_TASK BRIEF_.
Show the lines below where "const" occurs.

_THE RECORDS_.

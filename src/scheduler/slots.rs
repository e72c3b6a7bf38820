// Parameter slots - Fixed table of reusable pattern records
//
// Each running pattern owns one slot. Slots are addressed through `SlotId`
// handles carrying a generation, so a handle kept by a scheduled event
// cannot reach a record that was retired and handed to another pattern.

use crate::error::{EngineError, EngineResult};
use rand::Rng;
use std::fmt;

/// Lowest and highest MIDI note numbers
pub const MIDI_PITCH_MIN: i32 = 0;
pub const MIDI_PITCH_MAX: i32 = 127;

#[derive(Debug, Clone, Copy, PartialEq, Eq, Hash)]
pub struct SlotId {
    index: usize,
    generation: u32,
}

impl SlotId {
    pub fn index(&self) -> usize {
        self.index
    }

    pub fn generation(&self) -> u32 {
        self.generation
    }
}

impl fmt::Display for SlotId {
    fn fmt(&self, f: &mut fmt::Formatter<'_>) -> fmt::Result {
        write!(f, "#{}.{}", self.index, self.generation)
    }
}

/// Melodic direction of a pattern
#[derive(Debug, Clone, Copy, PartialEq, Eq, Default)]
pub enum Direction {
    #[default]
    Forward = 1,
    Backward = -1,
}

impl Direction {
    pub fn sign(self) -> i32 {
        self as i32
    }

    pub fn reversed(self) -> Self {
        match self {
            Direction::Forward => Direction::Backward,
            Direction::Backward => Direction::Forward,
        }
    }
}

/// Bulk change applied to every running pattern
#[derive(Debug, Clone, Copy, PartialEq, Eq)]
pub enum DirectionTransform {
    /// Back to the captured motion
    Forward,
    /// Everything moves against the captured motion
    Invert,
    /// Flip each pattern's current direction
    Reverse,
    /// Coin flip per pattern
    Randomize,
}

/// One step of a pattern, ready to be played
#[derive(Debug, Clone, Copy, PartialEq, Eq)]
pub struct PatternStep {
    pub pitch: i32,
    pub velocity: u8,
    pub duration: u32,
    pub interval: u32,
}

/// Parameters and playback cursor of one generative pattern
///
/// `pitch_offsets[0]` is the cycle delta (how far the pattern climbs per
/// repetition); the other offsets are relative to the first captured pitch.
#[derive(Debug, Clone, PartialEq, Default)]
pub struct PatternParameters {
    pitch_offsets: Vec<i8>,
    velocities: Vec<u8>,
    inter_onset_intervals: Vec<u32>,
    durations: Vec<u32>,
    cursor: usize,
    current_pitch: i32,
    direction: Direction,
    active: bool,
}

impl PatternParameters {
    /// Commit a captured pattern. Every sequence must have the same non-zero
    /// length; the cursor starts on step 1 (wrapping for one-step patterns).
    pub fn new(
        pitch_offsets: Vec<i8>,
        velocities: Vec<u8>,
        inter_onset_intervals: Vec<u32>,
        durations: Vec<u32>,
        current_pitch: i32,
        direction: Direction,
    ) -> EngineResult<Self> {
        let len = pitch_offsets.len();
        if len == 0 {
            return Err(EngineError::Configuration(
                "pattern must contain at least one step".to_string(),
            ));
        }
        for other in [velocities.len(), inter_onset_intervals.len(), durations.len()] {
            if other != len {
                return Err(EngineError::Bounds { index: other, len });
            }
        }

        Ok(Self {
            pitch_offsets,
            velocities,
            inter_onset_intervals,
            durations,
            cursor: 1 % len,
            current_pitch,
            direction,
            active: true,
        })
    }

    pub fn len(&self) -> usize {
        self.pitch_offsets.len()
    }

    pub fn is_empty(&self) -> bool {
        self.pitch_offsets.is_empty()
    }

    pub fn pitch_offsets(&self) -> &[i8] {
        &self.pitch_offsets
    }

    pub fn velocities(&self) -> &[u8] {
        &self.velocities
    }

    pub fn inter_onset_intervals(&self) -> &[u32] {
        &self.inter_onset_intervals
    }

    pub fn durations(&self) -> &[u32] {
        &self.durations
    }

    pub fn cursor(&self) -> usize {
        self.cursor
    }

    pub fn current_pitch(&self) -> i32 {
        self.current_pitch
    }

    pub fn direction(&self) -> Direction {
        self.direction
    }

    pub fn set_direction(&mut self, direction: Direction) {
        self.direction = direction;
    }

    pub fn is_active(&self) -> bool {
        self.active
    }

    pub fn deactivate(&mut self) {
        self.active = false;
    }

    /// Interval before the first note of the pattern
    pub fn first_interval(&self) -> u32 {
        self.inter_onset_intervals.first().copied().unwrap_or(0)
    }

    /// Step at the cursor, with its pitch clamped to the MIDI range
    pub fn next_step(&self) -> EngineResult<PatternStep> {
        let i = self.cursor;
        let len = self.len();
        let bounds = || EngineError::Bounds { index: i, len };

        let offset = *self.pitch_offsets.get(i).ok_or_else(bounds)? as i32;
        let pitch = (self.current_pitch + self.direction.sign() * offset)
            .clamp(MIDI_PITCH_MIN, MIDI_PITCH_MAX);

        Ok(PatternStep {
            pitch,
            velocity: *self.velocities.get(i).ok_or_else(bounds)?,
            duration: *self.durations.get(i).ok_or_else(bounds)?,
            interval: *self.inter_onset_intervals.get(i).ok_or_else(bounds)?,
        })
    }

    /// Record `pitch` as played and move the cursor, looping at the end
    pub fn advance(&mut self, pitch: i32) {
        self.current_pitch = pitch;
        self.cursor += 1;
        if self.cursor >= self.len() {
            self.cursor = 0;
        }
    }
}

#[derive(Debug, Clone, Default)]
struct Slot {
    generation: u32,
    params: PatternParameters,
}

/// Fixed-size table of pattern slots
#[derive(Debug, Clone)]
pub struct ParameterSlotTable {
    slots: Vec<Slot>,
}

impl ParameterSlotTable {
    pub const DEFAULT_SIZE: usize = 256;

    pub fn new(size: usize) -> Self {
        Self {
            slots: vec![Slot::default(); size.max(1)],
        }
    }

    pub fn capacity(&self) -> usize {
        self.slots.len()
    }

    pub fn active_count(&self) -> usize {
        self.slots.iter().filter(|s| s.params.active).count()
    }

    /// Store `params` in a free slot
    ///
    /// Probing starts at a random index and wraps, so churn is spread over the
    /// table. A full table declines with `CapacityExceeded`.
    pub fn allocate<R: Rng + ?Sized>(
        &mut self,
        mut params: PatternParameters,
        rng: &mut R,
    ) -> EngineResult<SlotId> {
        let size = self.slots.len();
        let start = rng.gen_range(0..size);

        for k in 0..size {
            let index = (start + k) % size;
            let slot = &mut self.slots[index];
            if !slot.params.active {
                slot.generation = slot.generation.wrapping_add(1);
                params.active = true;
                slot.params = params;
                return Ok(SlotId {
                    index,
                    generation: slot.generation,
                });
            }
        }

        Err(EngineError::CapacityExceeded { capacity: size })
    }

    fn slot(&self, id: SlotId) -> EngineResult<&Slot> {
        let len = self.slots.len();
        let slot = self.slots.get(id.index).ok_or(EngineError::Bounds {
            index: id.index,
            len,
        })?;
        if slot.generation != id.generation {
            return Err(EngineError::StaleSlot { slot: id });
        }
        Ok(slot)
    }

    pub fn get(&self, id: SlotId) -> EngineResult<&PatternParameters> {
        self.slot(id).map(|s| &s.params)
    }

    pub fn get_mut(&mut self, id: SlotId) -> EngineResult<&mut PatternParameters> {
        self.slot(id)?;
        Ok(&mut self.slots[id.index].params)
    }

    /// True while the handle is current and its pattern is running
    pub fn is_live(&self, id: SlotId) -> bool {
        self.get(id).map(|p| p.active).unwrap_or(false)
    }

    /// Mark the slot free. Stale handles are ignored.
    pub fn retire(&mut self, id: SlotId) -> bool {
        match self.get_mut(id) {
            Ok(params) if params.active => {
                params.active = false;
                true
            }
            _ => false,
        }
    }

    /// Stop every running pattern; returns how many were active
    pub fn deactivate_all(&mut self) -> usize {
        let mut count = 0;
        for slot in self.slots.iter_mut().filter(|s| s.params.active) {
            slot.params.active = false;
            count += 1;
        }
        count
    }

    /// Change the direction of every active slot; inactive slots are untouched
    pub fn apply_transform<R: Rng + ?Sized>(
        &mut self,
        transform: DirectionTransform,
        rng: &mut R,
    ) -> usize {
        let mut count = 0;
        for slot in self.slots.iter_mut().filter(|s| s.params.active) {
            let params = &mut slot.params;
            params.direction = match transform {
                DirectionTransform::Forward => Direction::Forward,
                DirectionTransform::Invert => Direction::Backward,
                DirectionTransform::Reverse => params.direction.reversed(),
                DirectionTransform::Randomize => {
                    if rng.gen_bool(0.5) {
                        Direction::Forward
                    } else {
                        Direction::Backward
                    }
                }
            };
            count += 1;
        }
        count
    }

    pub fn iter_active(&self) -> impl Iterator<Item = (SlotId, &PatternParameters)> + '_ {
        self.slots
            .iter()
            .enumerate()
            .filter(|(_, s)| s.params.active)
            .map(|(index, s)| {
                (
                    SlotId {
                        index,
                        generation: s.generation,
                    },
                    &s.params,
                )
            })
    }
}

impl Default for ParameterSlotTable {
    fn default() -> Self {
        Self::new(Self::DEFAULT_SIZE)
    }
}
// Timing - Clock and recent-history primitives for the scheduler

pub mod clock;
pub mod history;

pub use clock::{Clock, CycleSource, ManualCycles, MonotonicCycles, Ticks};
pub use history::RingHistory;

_WRITTEN ANSWER_.
pub const MIDI_PITCH_MIN: i32 = 0;
pub const MIDI_PITCH_MAX: i32 = 127;
    pub const DEFAULT_SIZE: usize = 256;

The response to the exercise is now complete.